Robert Seymour’un 1831 tarihli renkli taşbaskısı resminde
kötülük, ölümcül kolera hastalığı yayan siyah bir bulut ve
cübbeli iskelet benzeri bir yaratık olarak tasvir edilir. Resim,
koleranın şeytani, doğaüstü ve kontrol edilemez bir güç olarak
algılandığına işaret etmektedir.
Dostoyevski, birçok romanında kötülük
sorunuyla cebelleşir. Suç ve Ceza'da Raskolnikov, cinayetin vicdani
sancılarıyla kıvranırken, Karamazov Kardeşler'de dinî şüphe,
özgür irade, baba katilliği ve sorumluluk gibi konularla temanın
farklı boyutlarını inceler.
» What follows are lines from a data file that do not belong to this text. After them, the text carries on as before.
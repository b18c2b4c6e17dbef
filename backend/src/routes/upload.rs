use std::sync::Arc;

use axum::{Extension, Json};
use common_types::{UploadUrlRequest, UploadUrlResponse, SIGNED_CONTENT_TYPE};
use tracing::instrument;

use crate::{
    types::{AppError, ValidatedJson},
    upload_storage::UploadStorage,
};

/// Issues a presigned URL for uploading a DNC list file to S3
///
/// The caller is not authenticated; the URL is signed with the process's own AWS
/// credentials. The response carries:
/// - `uploadUrl`: presigned URL accepting one `PUT` with `Content-Type: text/csv`
/// - `fileUrl`: public URL of the object once written, derived from bucket, region
///   and `fileName` only
/// - `expiresAt`: RFC 3339 timestamp when `uploadUrl` expires
///
/// # Errors
///
/// - `400` with `{ message }` when the payload is malformed or `fileName` is invalid
/// - `500` with `{ message: "Error generating signed URL" }` when signing fails
#[instrument(skip_all)]
pub async fn create_upload_url(
    Extension(upload_storage): Extension<Arc<UploadStorage>>,
    ValidatedJson(payload): ValidatedJson<UploadUrlRequest>,
) -> Result<Json<UploadUrlResponse>, AppError> {
    tracing::info!(file_name = %payload.file_name, "issuing upload URL");

    if payload.file_type != SIGNED_CONTENT_TYPE {
        tracing::warn!(
            file_type = %payload.file_type,
            "declared file type differs from the signed content type {SIGNED_CONTENT_TYPE}"
        );
    }

    let presigned = upload_storage.presign_upload(&payload.file_name).await?;

    tracing::info!(file_url = %presigned.file_url, "upload URL issued");

    Ok(Json(UploadUrlResponse {
        upload_url: presigned.upload_url,
        file_url: presigned.file_url,
        expires_at: Some(presigned.expires_at.to_rfc3339()),
    }))
}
Wilhelm Richard Wagner, Nibelung
Yüzüğü Operaları'nda hırs, ihanet, güç, çaresizlik ve
sonuçta dünyanın yok oluşunu betimler. Steven Spielberg'in,
Holokost'un çıkışını anlattığı Schindler'in Listesi (1993)
filmi, insanlara yönelik en büyük kötülüklerden biri olan
soykırımı ele alır. Film, bir sosyal kötülüğün toplu ve
organize biçimde nasıl yayılabileceğini ama aynı zamanda umut ve
direnişin nasıl filizlenebileceğini gösterir. Coen Kardeşler'in
2007 yapımı İhtiyarlara Yer Yok filmi ise rastgele ve anlamsız
kötülüğün görünümlerini kadraja alır. Anton Chigurh
karakteri, kötülüğü kişiselleştirilmiş, anlaşılmaz ve
durdurulmaz biçimini; yaşlı şerif Ed Tom Bell, kötülüğün
artarak devam ettiği bir dünyada iyiliğin ayakta kalma gücünü
temsil eder. Sanatın bu farklı dalları, soruna
sadece yaşamın bir sorgulaması olarak değil, aynı zamanda insan
deneyiminin köklü bir parçası olarak yaklaşır. Sanatçılar, bu
temayla bizi, kendi kötülük potansiyelimizi, acının aydınlığında
ve iyi ile kötü arasındaki mücadelenin sürekliliğinde düşünmeye
davet eder. Anlattıkları hikâyeler, kötülüğün sadece kuramsal
bir kavram ve kurgusal bir yaşantı olmadığını, bunun aynı
zamanda somut ve yıkıcı bir gerçekliğin görünümü olduğunu
hatırlatır.
INGMAR BERGMAN'DA KÖTÜ Öte yandan sanat eserlerinde
hikâyelerin, sanatçı tarafından itiraf edilmese de mutlaka
yaratıcılarının kendi yaşantılarıyla, bilinçli ya da
bilinçsiz attığı ilmekler görebiliyoruz. 20. yüzyılın etkili
ve derinlikli yönetmenlerinden Ingmar Bergman'ın (1918-2007)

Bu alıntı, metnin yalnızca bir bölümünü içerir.